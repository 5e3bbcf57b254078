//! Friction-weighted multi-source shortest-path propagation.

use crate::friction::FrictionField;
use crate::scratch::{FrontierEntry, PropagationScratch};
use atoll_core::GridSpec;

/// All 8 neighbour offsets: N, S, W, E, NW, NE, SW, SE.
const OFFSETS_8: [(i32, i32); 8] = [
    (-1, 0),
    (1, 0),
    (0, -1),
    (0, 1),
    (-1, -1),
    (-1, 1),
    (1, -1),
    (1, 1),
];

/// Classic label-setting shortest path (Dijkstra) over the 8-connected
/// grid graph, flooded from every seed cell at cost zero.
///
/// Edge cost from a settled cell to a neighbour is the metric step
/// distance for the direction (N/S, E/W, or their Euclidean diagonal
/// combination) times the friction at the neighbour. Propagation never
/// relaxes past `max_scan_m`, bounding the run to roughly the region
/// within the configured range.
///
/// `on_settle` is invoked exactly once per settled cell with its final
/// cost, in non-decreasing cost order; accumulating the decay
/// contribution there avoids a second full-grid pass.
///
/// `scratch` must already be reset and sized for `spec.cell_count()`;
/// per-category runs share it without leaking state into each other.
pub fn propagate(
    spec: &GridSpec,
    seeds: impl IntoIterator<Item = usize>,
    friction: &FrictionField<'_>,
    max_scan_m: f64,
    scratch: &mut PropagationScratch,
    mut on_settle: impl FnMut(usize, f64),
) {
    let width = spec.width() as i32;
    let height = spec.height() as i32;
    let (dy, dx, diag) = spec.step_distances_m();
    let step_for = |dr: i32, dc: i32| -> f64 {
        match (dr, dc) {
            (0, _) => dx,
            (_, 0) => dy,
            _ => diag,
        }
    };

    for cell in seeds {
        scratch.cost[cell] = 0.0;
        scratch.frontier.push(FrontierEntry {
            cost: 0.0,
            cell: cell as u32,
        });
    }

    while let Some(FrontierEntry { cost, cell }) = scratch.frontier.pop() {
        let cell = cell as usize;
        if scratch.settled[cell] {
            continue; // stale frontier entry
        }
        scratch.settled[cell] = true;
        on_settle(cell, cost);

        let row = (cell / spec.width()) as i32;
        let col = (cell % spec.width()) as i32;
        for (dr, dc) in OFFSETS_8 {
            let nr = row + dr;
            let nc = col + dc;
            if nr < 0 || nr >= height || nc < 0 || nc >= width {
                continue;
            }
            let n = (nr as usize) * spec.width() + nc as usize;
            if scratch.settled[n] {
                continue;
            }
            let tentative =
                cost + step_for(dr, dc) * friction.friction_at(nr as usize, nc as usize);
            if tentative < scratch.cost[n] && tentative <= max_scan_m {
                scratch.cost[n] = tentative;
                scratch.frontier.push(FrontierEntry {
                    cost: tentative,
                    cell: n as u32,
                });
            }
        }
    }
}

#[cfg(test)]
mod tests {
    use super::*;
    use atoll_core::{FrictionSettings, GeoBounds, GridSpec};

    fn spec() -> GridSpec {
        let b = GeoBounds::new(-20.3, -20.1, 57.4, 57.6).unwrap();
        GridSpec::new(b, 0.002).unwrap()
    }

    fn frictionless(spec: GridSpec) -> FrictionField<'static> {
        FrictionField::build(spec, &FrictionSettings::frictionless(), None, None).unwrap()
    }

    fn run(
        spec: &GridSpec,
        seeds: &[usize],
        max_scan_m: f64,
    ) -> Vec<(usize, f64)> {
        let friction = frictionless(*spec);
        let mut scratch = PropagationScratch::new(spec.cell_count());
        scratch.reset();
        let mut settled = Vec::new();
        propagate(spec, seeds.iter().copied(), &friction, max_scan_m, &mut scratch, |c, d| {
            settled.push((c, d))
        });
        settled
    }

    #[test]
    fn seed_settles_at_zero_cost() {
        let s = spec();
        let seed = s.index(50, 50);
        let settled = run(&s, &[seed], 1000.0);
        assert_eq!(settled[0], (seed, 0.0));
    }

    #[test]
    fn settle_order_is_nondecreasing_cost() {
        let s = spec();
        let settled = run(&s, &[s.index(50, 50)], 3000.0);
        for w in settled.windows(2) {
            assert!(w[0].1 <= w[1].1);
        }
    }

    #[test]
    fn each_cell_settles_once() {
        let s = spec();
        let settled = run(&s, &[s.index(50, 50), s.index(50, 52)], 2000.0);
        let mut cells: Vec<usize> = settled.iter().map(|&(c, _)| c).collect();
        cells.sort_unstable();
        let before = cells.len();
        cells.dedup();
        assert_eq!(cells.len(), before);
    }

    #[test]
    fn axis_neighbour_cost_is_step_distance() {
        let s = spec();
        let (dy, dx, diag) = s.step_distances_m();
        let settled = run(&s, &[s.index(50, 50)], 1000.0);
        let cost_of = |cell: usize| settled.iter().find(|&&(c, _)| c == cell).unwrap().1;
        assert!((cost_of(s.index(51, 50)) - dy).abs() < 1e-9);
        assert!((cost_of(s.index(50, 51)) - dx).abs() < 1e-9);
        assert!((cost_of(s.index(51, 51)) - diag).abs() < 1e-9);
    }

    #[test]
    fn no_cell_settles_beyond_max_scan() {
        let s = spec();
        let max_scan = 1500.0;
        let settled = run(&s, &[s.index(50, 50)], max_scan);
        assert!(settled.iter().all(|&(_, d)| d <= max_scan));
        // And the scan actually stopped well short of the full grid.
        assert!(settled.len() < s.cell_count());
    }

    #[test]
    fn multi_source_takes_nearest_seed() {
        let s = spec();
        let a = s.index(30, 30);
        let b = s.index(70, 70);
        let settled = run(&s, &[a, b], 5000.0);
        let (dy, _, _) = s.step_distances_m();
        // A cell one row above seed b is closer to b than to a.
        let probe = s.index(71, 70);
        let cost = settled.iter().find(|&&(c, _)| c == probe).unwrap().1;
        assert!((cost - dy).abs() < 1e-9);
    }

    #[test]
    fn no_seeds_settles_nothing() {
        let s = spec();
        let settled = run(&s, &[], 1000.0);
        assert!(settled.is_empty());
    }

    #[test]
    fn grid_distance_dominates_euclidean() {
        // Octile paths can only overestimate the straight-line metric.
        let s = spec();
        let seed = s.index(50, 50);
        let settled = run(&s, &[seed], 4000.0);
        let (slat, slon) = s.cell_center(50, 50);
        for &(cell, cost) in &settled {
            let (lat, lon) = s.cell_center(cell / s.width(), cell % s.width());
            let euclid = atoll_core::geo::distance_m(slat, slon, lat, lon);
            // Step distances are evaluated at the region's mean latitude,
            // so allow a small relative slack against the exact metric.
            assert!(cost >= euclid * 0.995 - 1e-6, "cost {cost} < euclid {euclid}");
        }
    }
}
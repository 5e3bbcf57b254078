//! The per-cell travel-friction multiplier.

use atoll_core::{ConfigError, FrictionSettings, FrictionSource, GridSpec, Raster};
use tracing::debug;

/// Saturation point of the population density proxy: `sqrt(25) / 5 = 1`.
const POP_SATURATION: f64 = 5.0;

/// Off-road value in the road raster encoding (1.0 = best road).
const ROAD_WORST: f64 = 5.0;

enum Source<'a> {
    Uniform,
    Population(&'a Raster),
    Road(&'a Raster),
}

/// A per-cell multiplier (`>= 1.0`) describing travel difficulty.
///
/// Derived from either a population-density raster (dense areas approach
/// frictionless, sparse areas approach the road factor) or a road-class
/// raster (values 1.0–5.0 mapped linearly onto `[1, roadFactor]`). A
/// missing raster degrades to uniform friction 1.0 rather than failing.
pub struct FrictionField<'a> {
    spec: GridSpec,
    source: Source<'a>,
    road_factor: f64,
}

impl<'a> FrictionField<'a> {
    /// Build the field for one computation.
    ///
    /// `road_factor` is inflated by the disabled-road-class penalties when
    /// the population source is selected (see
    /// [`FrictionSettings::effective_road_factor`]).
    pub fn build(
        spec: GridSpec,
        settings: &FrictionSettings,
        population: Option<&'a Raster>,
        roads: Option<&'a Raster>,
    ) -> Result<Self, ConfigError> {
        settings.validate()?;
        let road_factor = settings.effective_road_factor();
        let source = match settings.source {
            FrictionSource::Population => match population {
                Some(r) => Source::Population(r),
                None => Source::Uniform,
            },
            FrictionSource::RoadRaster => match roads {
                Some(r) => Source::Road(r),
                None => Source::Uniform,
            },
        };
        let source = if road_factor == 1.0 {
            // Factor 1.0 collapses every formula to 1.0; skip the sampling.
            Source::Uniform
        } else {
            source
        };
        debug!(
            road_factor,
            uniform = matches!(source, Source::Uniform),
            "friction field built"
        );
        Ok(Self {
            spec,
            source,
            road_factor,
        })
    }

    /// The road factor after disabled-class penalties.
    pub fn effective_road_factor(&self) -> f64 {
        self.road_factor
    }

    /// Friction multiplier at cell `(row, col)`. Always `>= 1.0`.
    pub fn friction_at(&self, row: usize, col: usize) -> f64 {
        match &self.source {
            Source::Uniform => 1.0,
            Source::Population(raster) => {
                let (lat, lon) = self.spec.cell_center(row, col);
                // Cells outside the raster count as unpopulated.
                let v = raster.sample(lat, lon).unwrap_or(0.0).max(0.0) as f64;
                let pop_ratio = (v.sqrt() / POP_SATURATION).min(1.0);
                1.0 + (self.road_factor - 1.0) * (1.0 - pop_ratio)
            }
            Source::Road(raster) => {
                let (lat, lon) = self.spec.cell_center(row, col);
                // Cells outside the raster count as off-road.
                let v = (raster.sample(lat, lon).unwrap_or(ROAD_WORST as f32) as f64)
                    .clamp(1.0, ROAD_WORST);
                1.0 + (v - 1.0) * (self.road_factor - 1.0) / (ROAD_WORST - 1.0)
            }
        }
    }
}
::::
> **YOUR TASK**:
Tell how many lines in the entries above include the string "full", and write nothing but the number.

> **RESULT BELOW**:
2